Nielsen, with which TCS had signed a $1-billion deal a few years back, increased the size to $2.5 billion and enhanced the tenure of the deal. This is testimony to the company’s ability to mine its existing clients well.

All-round growth

All key verticals of the company such as BFSI, Manufacturing, and Retail and Distribution have been growing at or faster than the company’s overall revenue rate.

Even the troubled telecom vertical has been delivering over the past few quarters.

The demand is strong across its offerings — application development and maintenance, engineering services, testing, enterprise solutions and business process outsourcing.

Key geographies such as the Americas and the UK continue to grow.

Thus, the company’s growth has been broad-based and there has not been any specific weak link that could pull it down, at least for the foreseeable future.

TCS’ acquisition of Alti would help it derive greater traction in Europe.

As this region is a tad conservative towards outsourcing and, more so, to offshoring compared to the US, TCS would be looking to tap Alti’s local presence in France, Belgium and Switzerland and gain from IT spends.

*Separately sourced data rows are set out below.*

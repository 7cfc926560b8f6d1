//! Docker authorization policy engine.
//!
//! This crate provides:
//! - YAML policy documents with serde deserialization
//! - An all-or-nothing directory loader producing immutable snapshots
//! - A lock-free policy store (single writer, many readers)
//! - Request → action mapping and deny-overrides evaluation
//! - Directory watching with debounced hot-reload via `notify`

pub mod action;
pub mod debounce;
pub mod error;
pub mod evaluator;
pub mod loader;
pub mod reload;
pub mod schema;
pub mod snapshot;
pub mod store;
pub mod watcher;

pub use error::{PolicyError, Result};
pub use evaluator::{decide, AccessRequest, Decision};
pub use loader::{PolicyLoader, YamlPolicyLoader};
pub use snapshot::PolicySnapshot;
pub use store::PolicyStore;
//! [`PolicyLoader`] trait and the YAML directory implementation.

use std::fs;
use std::path::{Path, PathBuf};

use tracing::{debug, info};

use crate::error::{PolicyError, Result};
use crate::schema::PolicyDocument;
use crate::snapshot::PolicySnapshot;

/// Builds policy snapshots from a directory.
///
/// Implementations must be side-effect free: a failed load leaves no trace
/// beyond the returned error.
pub trait PolicyLoader: Send + Sync {
    /// Parse every recognized policy file in `dir` into one snapshot.
    fn load(&self, dir: &Path) -> Result<PolicySnapshot>;

    /// Whether a path follows the naming convention this loader understands.
    fn is_policy_file(&self, path: &Path) -> bool {
        is_policy_file(path)
    }
}

/// `*.yml` / `*.yaml`, excluding dotfiles (editor swap and temp files).
pub fn is_policy_file(path: &Path) -> bool {
    let is_yaml = path
        .extension()
        .and_then(|e| e.to_str())
        .map(|e| e == "yml" || e == "yaml")
        .unwrap_or(false);

    let is_hidden = path
        .file_name()
        .and_then(|n| n.to_str())
        .map(|n| n.starts_with('.'))
        .unwrap_or(true);

    is_yaml && !is_hidden
}

/// Loads `kind: Policy` YAML documents from the top level of a directory.
#[derive(Debug, Default, Clone, Copy)]
pub struct YamlPolicyLoader;

impl YamlPolicyLoader {
    pub fn new() -> Self {
        Self
    }

    /// Parse a single policy file.
    pub fn load_file(&self, path: &Path) -> Result<PolicyDocument> {
        let contents = fs::read_to_string(path)?;
        serde_yaml::from_str(&contents).map_err(|source| PolicyError::Parse {
            path: path.to_path_buf(),
            source,
        })
    }

    /// Recognized policy files in `dir`, sorted by file name.
    pub fn policy_files(&self, dir: &Path) -> Result<Vec<PathBuf>> {
        let mut files = Vec::new();
        for entry in fs::read_dir(dir)? {
            let path = entry?.path();
            if !path.is_file() {
                continue;
            }
            if self.is_policy_file(&path) {
                files.push(path);
            } else {
                debug!(path = %path.display(), "skipping non-policy file");
            }
        }
        files.sort();
        Ok(files)
    }
}

impl PolicyLoader for YamlPolicyLoader {
    fn load(&self, dir: &Path) -> Result<PolicySnapshot> {
        let files = self.policy_files(dir)?;
        if files.is_empty() {
            return Err(PolicyError::NoPolicies(dir.to_path_buf()));
        }

        let documents = files
            .into_iter()
            .map(|path| {
                let doc = self.load_file(&path)?;
                Ok((path, doc))
            })
            .collect::<Result<Vec<_>>>()?;

        let snapshot = PolicySnapshot::from_documents(documents)?;
        info!(
            path = %dir.display(),
            policies = snapshot.policies().len(),
            rules = snapshot.rule_count(),
            "loaded policy directory"
        );
        Ok(snapshot)
    }
}
//! Single-writer / many-reader holder of the active policy snapshot.
//!
//! Readers call [`PolicyStore::current`] and get an `Arc` they can keep for
//! the whole evaluation of a request; a concurrent [`PolicyStore::swap`]
//! never invalidates it. The slot is an [`ArcSwap`], so readers never block
//! and never observe a partially built snapshot.

use std::sync::atomic::{AtomicU64, Ordering};
use std::sync::Arc;

use arc_swap::ArcSwap;

use crate::snapshot::PolicySnapshot;

pub struct PolicyStore {
    current: ArcSwap<PolicySnapshot>,
    generation: AtomicU64,
}

impl PolicyStore {
    /// A store holding the "no policy loaded" sentinel.
    pub fn new() -> Self {
        Self::with_snapshot(PolicySnapshot::unloaded())
    }

    pub fn with_snapshot(snapshot: PolicySnapshot) -> Self {
        Self {
            current: ArcSwap::from_pointee(snapshot),
            generation: AtomicU64::new(0),
        }
    }

    /// The latest successfully loaded snapshot (or the sentinel).
    pub fn current(&self) -> Arc<PolicySnapshot> {
        self.current.load_full()
    }

    /// Replace the active snapshot, returning the previous one.
    pub fn swap(&self, next: Arc<PolicySnapshot>) -> Arc<PolicySnapshot> {
        let previous = self.current.swap(next);
        self.generation.fetch_add(1, Ordering::AcqRel);
        previous
    }

    /// Number of swaps performed so far.
    pub fn generation(&self) -> u64 {
        self.generation.load(Ordering::Acquire)
    }
}

impl Default for PolicyStore {
    fn default() -> Self {
        Self::new()
    }
}

impl std::fmt::Debug for PolicyStore {
    fn fmt(&self, f: &mut std::fmt::Formatter<'_>) -> std::fmt::Result {
        let snap = self.current();
        f.debug_struct("PolicyStore")
            .field("generation", &self.generation())
            .field("loaded", &snap.is_loaded())
            .field("policies", &snap.policies().len())
            .finish()
    }
}

#[cfg(test)]
mod tests {
    use super::*;
    use std::path::PathBuf;
    use std::thread;

    use crate::schema::{Effect, PolicyDocument, PolicyMetadata, PolicyRule, POLICY_KIND};

    /// A snapshot whose every policy id and rule name carry the same tag,
    /// so a torn read would show mixed tags.
    fn tagged_snapshot(tag: &str, policies: usize) -> PolicySnapshot {
        let docs = (0..policies)
            .map(|i| {
                let doc = PolicyDocument {
                    api_version: "v1".to_string(),
                    kind: POLICY_KIND.to_string(),
                    metadata: PolicyMetadata {
                        id: format!("{tag}-{i}"),
                        name: tag.to_string(),
                        description: None,
                        tags: None,
                        enabled: true,
                    },
                    rules: vec![PolicyRule {
                        name: tag.to_string(),
                        effect: Effect::Allow,
                        users: vec!["*".to_string()],
                        actions: vec!["*".to_string()],
                        uris: Vec::new(),
                        readonly: false,
                    }],
                };
                (PathBuf::from(format!("{tag}-{i}.yml")), doc)
            })
            .collect();
        PolicySnapshot::from_documents(docs).unwrap()
    }

    #[test]
    fn starts_with_sentinel() {
        let store = PolicyStore::new();
        assert!(!store.current().is_loaded());
        assert_eq!(store.generation(), 0);
    }

    #[test]
    fn swap_replaces_and_returns_previous() {
        let store = PolicyStore::new();
        let previous = store.swap(Arc::new(tagged_snapshot("a", 1)));
        assert!(!previous.is_loaded());
        assert_eq!(store.current().policies()[0].name, "a");
        assert_eq!(store.generation(), 1);
    }

    #[test]
    fn held_snapshot_survives_swap() {
        let store = PolicyStore::with_snapshot(tagged_snapshot("old", 2));
        let held = store.current();
        store.swap(Arc::new(tagged_snapshot("new", 3)));

        assert_eq!(held.policies().len(), 2);
        assert!(held.policies().iter().all(|p| p.name == "old"));
        assert_eq!(store.current().policies().len(), 3);
    }

    #[test]
    fn concurrent_reads_see_whole_snapshots() {
        let store = Arc::new(PolicyStore::with_snapshot(tagged_snapshot("pre", 8)));
        let post = Arc::new(tagged_snapshot("post", 16));

        let readers: Vec<_> = (0..8)
            .map(|_| {
                let store = Arc::clone(&store);
                thread::spawn(move || {
                    for _ in 0..2_000 {
                        let snap = store.current();
                        let tag = snap.policies()[0].name.clone();
                        let expected_len = if tag == "pre" { 8 } else { 16 };
                        assert_eq!(snap.policies().len(), expected_len);
                        assert!(snap.policies().iter().all(|p| p.name == tag));
                        assert!(snap
                            .policies()
                            .iter()
                            .flat_map(|p| p.rules.iter())
                            .all(|r| r.name == tag));
                    }
                })
            })
            .collect();

        store.swap(post);

        for reader in readers {
            reader.join().expect("reader panicked");
        }
        assert_eq!(store.current().policies()[0].name, "post");
    }
}
//! Docker API request → action name mapping.
//!
//! Policies are written against stable action names (`container_create`,
//! `image_pull`, ...) rather than raw API paths. A request is mapped by
//! stripping the query string and the optional `/vX.Y` version prefix, then
//! matching the remaining path against a fixed route table.

/// Action reported for routes missing from the table.
pub const UNKNOWN_ACTION: &str = "unknown";

/// One entry of the route table.
///
/// Pattern segments: a literal, `*` (exactly one segment) or `**` (one or
/// more segments, only valid as the last or second-to-last segment, used for
/// image names that contain `/`).
struct Route {
    method: &'static str,
    pattern: &'static str,
    action: &'static str,
}

const fn route(method: &'static str, pattern: &'static str, action: &'static str) -> Route {
    Route {
        method,
        pattern,
        action,
    }
}

// Order matters: literal routes must precede wildcard routes sharing a prefix.
const ROUTES: &[Route] = &[
    // Containers
    route("GET", "/containers/json", "container_list"),
    route("POST", "/containers/create", "container_create"),
    route("POST", "/containers/prune", "container_prune"),
    route("GET", "/containers/*/json", "container_inspect"),
    route("GET", "/containers/*/top", "container_top"),
    route("GET", "/containers/*/logs", "container_logs"),
    route("GET", "/containers/*/changes", "container_changes"),
    route("GET", "/containers/*/export", "container_export"),
    route("GET", "/containers/*/stats", "container_stats"),
    route("GET", "/containers/*/archive", "container_archive"),
    route("HEAD", "/containers/*/archive", "container_archive_info"),
    route("PUT", "/containers/*/archive", "container_archive_extract"),
    route("POST", "/containers/*/resize", "container_resize"),
    route("POST", "/containers/*/start", "container_start"),
    route("POST", "/containers/*/stop", "container_stop"),
    route("POST", "/containers/*/restart", "container_restart"),
    route("POST", "/containers/*/kill", "container_kill"),
    route("POST", "/containers/*/update", "container_update"),
    route("POST", "/containers/*/rename", "container_rename"),
    route("POST", "/containers/*/pause", "container_pause"),
    route("POST", "/containers/*/unpause", "container_unpause"),
    route("POST", "/containers/*/attach", "container_attach"),
    route("GET", "/containers/*/attach/ws", "container_attach_ws"),
    route("POST", "/containers/*/wait", "container_wait"),
    route("POST", "/containers/*/exec", "container_exec_create"),
    route("DELETE", "/containers/*", "container_delete"),
    // Exec
    route("POST", "/exec/*/start", "container_exec_start"),
    route("POST", "/exec/*/resize", "container_exec_resize"),
    route("GET", "/exec/*/json", "container_exec_inspect"),
    // Images
    route("GET", "/images/json", "image_list"),
    route("POST", "/images/create", "image_create"),
    route("POST", "/images/load", "image_load"),
    route("GET", "/images/get", "image_save_all"),
    route("GET", "/images/search", "image_search"),
    route("POST", "/images/prune", "image_prune"),
    route("GET", "/images/**/json", "image_inspect"),
    route("GET", "/images/**/history", "image_history"),
    route("GET", "/images/**/get", "image_save"),
    route("POST", "/images/**/push", "image_push"),
    route("POST", "/images/**/tag", "image_tag"),
    route("DELETE", "/images/**", "image_delete"),
    route("POST", "/build", "image_build"),
    route("POST", "/build/prune", "image_build_prune"),
    route("POST", "/commit", "image_commit"),
    // Networks
    route("GET", "/networks", "network_list"),
    route("POST", "/networks/create", "network_create"),
    route("POST", "/networks/prune", "network_prune"),
    route("GET", "/networks/*", "network_inspect"),
    route("POST", "/networks/*/connect", "network_connect"),
    route("POST", "/networks/*/disconnect", "network_disconnect"),
    route("DELETE", "/networks/*", "network_delete"),
    // Volumes
    route("GET", "/volumes", "volume_list"),
    route("POST", "/volumes/create", "volume_create"),
    route("POST", "/volumes/prune", "volume_prune"),
    route("GET", "/volumes/*", "volume_inspect"),
    route("DELETE", "/volumes/*", "volume_delete"),
    // System
    route("POST", "/auth", "docker_auth"),
    route("GET", "/info", "docker_info"),
    route("GET", "/version", "docker_version"),
    route("GET", "/_ping", "docker_ping"),
    route("HEAD", "/_ping", "docker_ping"),
    route("GET", "/events", "docker_events"),
    route("GET", "/system/df", "docker_disk_usage"),
];

/// Strip the query string and an optional `/vX.Y` API version prefix.
///
/// `/v1.41/containers/json?all=1` → `/containers/json`.
pub fn normalize_path(uri: &str) -> &str {
    let path = uri.split(['?', '#']).next().unwrap_or(uri);

    if let Some(rest) = path.strip_prefix("/v") {
        let (version, tail) = match rest.find('/') {
            Some(idx) => (&rest[..idx], &rest[idx..]),
            None => (rest, "/"),
        };
        let is_version = !version.is_empty()
            && version.chars().all(|c| c.is_ascii_digit() || c == '.')
            && version.chars().next().is_some_and(|c| c.is_ascii_digit());
        if is_version {
            return tail;
        }
    }
    path
}

/// Map a Docker API request to its action name.
pub fn action_for(method: &str, uri: &str) -> &'static str {
    let path = normalize_path(uri);
    let segments: Vec<&str> = path.split('/').filter(|s| !s.is_empty()).collect();

    ROUTES
        .iter()
        .find(|r| r.method.eq_ignore_ascii_case(method) && pattern_matches(r.pattern, &segments))
        .map(|r| r.action)
        .unwrap_or(UNKNOWN_ACTION)
}

/// Whether an HTTP method only reads state.
pub fn is_read_only(method: &str) -> bool {
    method.eq_ignore_ascii_case("GET") || method.eq_ignore_ascii_case("HEAD")
}

fn pattern_matches(pattern: &str, segments: &[&str]) -> bool {
    let parts: Vec<&str> = pattern.split('/').filter(|s| !s.is_empty()).collect();
    match_parts(&parts, segments)
}

fn match_parts(parts: &[&str], segments: &[&str]) -> bool {
    match (parts.split_first(), segments.split_first()) {
        (None, None) => true,
        (None, Some(_)) | (Some(_), None) => false,
        (Some((&"**", rest)), _) => {
            // Greedy from the right: `**` swallows everything the tail does not need.
            if segments.len() < rest.len() + 1 {
                return false;
            }
            let take = segments.len() - rest.len();
            match_parts(rest, &segments[take..])
        }
        (Some((&"*", rest)), Some((_, seg_rest))) => match_parts(rest, seg_rest),
        (Some((lit, rest)), Some((seg, seg_rest))) => lit == seg && match_parts(rest, seg_rest),
    }
}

It would also increase its presence in the enterprise solutions space, where it is not such a large player as Infosys.

TCS’ utilisation rate, at 83.4 per cent, is among the highest compared with large-sized peers.

This indicates that the company has sufficient visibility on volumes and revenues. Attrition, at 10.9 per cent, is the lowest among peers.

Any pricing pressure in large deals can threaten margins. TCS’ realisations do slip every now and then, but the company has indicated that pricing will continue to be stable.